The FIFPRO study has found that elite footballers now have as little as 12% of the calendar year off duty -- less than one a day a week -- with former City forward Julián Álvarez, now with Atlético Madrid, emerging as the busiest player in the world last season with 75 appearances and 83 matchday squad inclusions for club and country.

And after surveying Premier League stars, Maheta Molango, the CEO of England's Professional Footballers' Association (PFA), said that Haaland's start to this season shows just why players need more rest.

"I found it astonishing the difference there was in terms of the feedback from the people who had a proper holiday and those who did not have a proper holiday," Molango said. "And the body language and the words they choose in talking to us was such a big difference.

"For us in England, we have a very clear example in Erling Haaland. It was very nice to go to a dressing room and hear someone [Haaland] say to you: 'I was missing being back, I was missing being able to train again and I'm pumped up, I'm motivated, I'm here.'

"That was in preseason and now you see the results. I mean he's being back to the machine that we saw when he first joined us in England and I think it's probably something very similar to Mohamed Salah -- he also had the proper rest and you can see that he is again the best version of Mo.

"It was very telling for myself to see what the feedback was from the people with the proper rest, how they were looking forward to be back and how they're performing right now from the feedback of the people who have not had the rest and you can see how they look shattered. They looked tired even before they started the season, which for us is very worrying."

While the number of games being played by top players is increasing, FIFPRO said it believes the true measure of a footballer's activity should now be measured in squad appearances -- games played and those travelled to as squad members -- due to the demands places on players by mental strain as well as physical demands.

"It's a real progression for us to look at squad inclusion rather than just match minutes," Darren Burgess, FIFPRO adviser and former Liverpool and Arsenal performance coach said. "Because previously, if you look at Phil Foden coming off the bench for seven minutes, you think, well that's not so much.

"But the game might be an 8 p.m. European game or a midweek cup fixture. He's had to travel, potentially internationally, for that. Most of the time when you travel for European games you either stay in that country overnight and get back in the middle of the day the next day or even more commonly you travel, because the players want to sleep in their own bed and frequently arrive plus three or 4 a.m. in the morning.

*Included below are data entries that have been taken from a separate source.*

//! Persistent worker pool for pooled context binders
//!
//! Workers stay alive and read jobs from a bounded channel, so a pooled binder
//! does not pay a thread spawn per top-level call. Each job brings its own
//! execution context; nothing survives on a worker between jobs.
//!
//! ```text
//! ┌──────────────────────────────────────────────────────────┐
//! │                       WorkerPool                         │
//! │                                                          │
//! │  ┌─────────┐    ┌───────────────────────────────────┐    │
//! │  │ Sender  │───>│ Bounded Channel (num_threads * 4) │    │
//! │  └─────────┘    └───────────────────────────────────┘    │
//! │                          │                               │
//! │         ┌────────────────┼────────────────┐              │
//! │         ▼                ▼                ▼              │
//! │   ┌──────────┐     ┌──────────┐     ┌──────────┐         │
//! │   │ Worker 1 │     │ Worker 2 │     │ Worker N │         │
//! │   └──────────┘     └──────────┘     └──────────┘         │
//! └──────────────────────────────────────────────────────────┘
//! ```
//!
//! A job that binds again on the pool it runs on waits for a free worker; if
//! every worker does that at once the pool deadlocks. Use a thread binder for
//! nested entry calls.

use crossbeam_channel::{bounded, Receiver, Sender};
use parking_lot::{Mutex, RwLock};
use std::panic::{self, AssertUnwindSafe};
use std::sync::atomic::{AtomicBool, Ordering};
use std::sync::Arc;
use std::thread::{self, JoinHandle};

use tracing::{debug, warn};

use crate::backend::errors::{Result, TrapError};
use crate::config::TrapConfig;

/// A boxed job that can be sent across threads
pub type Job = Box<dyn FnOnce() + Send + 'static>;

/// Fixed-size pool of named worker threads
pub struct WorkerPool {
    sender: RwLock<Option<Sender<Job>>>,
    workers: Mutex<Vec<JoinHandle<()>>>,
    shutdown: Arc<AtomicBool>,
    num_threads: usize,
}

impl WorkerPool {
    /// Spawn `config.worker_threads` workers, named `<prefix>-pool-<n>`
    pub fn new(config: &TrapConfig) -> Result<Self> {
        let num_threads = config.worker_threads.max(1);
        let (sender, receiver) = bounded::<Job>(num_threads * 4);
        let shutdown = Arc::new(AtomicBool::new(false));

        let mut workers = Vec::with_capacity(num_threads);
        for id in 0..num_threads {
            let rx = receiver.clone();
            let shutdown = Arc::clone(&shutdown);
            let mut builder = thread::Builder::new().name(format!("{}-pool-{}", config.thread_prefix, id));
            if let Some(stack_size) = config.stack_size {
                builder = builder.stack_size(stack_size);
            }
            let handle = builder
                .spawn(move || worker_loop(rx, shutdown))
                .map_err(|e| TrapError::Dispatch(format!("failed to spawn pool worker: {}", e)))?;
            workers.push(handle);
        }
        debug!(target: "tailtrap::pool", num_threads, "worker pool started");

        Ok(Self {
            sender: RwLock::new(Some(sender)),
            workers: Mutex::new(workers),
            shutdown,
            num_threads,
        })
    }

    /// Get the number of worker threads in the pool
    pub fn num_threads(&self) -> usize {
        self.num_threads
    }

    /// Queue a job; blocks while the queue is full.
    ///
    /// Fails with [`TrapError::Dispatch`] once the pool has been shut down.
    pub fn execute(&self, job: Job) -> Result<()> {
        let sender = self.sender.read();
        let sender = sender
            .as_ref()
            .ok_or_else(|| TrapError::Dispatch("worker pool has been shut down".to_string()))?;
        sender
            .send(job)
            .map_err(|_| TrapError::Dispatch("worker pool has been shut down".to_string()))
    }

    /// True once `shutdown` has been called
    pub fn is_shut_down(&self) -> bool {
        self.shutdown.load(Ordering::SeqCst)
    }

    /// Stop accepting jobs and wait for the workers to exit.
    ///
    /// Jobs still queued are dropped; their callers observe
    /// [`TrapError::WorkerLost`].
    pub fn shutdown(&self) {
        // Close the channel first so blocked senders finish while workers still drain
        drop(self.sender.write().take());

        // Signal shutdown
        self.shutdown.store(true, Ordering::SeqCst);

        let current = thread::current().id();
        let workers = std::mem::take(&mut *self.workers.lock());
        for worker in workers {
            // A worker shutting down its own pool cannot join itself
            if worker.thread().id() != current {
                let _ = worker.join();
            }
        }
        debug!(target: "tailtrap::pool", "worker pool stopped");
    }
}

impl Drop for WorkerPool {
    fn drop(&mut self) {
        self.shutdown();
    }
}

impl std::fmt::Debug for WorkerPool {
    fn fmt(&self, f: &mut std::fmt::Formatter<'_>) -> std::fmt::Result {
        f.debug_struct("WorkerPool")
            .field("num_threads", &self.num_threads)
            .field("shut_down", &self.is_shut_down())
            .finish()
    }
}

/// Worker thread main loop
fn worker_loop(receiver: Receiver<Job>, shutdown: Arc<AtomicBool>) {
    loop {
        // Check for shutdown
        if shutdown.load(Ordering::SeqCst) {
            break;
        }

        // Block on receiving a job; a closed channel ends the worker
        let Ok(job) = receiver.recv() else {
            break;
        };

        // Binder jobs catch their own panics; this keeps raw jobs from killing the worker
        if panic::catch_unwind(AssertUnwindSafe(job)).is_err() {
            warn!(target: "tailtrap::pool", "pool job panicked");
        }
    }
}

"So for seven minutes of match play that player, in this case Phil Foden, would experience the total stress involved with the travel, no sleep, the impact of having to train the next day.

"So it really is a much better and more holistic metric rather than just the match minutes because the stress on the body is what we know, but what the research is now telling us, because we're able to measure it, is that mental stress equals physical stress and we're able to look at the brain under functional MRI and know this.

"These players are clearly going under a large degree of mental stress watching the game, wondering whether they're going to come on or off the bench. Poor sleep equals poor performance and injury risk also. So it's a far more accurate metric."

FIFPRO and players' unions from the major leagues in Europe launched a legal action against FIFA in June, accusing the world governing body of an "abuse of its dominance" in the game.

The case is ongoing and could yet impact the Club World Cup, with PFA CEO Molango adding that the number of games being imposed on top clubs makes this a "defining" season for football's future.

"This season will be the defining season," Molango said. "This season will be the season where this just does not make any sense, no matter how you look at it and that's why it's so important that we talk about it this season.

"For a number of years and months, we have been warning about what would come and I think this year, we're going to have a few very telling examples of what should not have happened in football."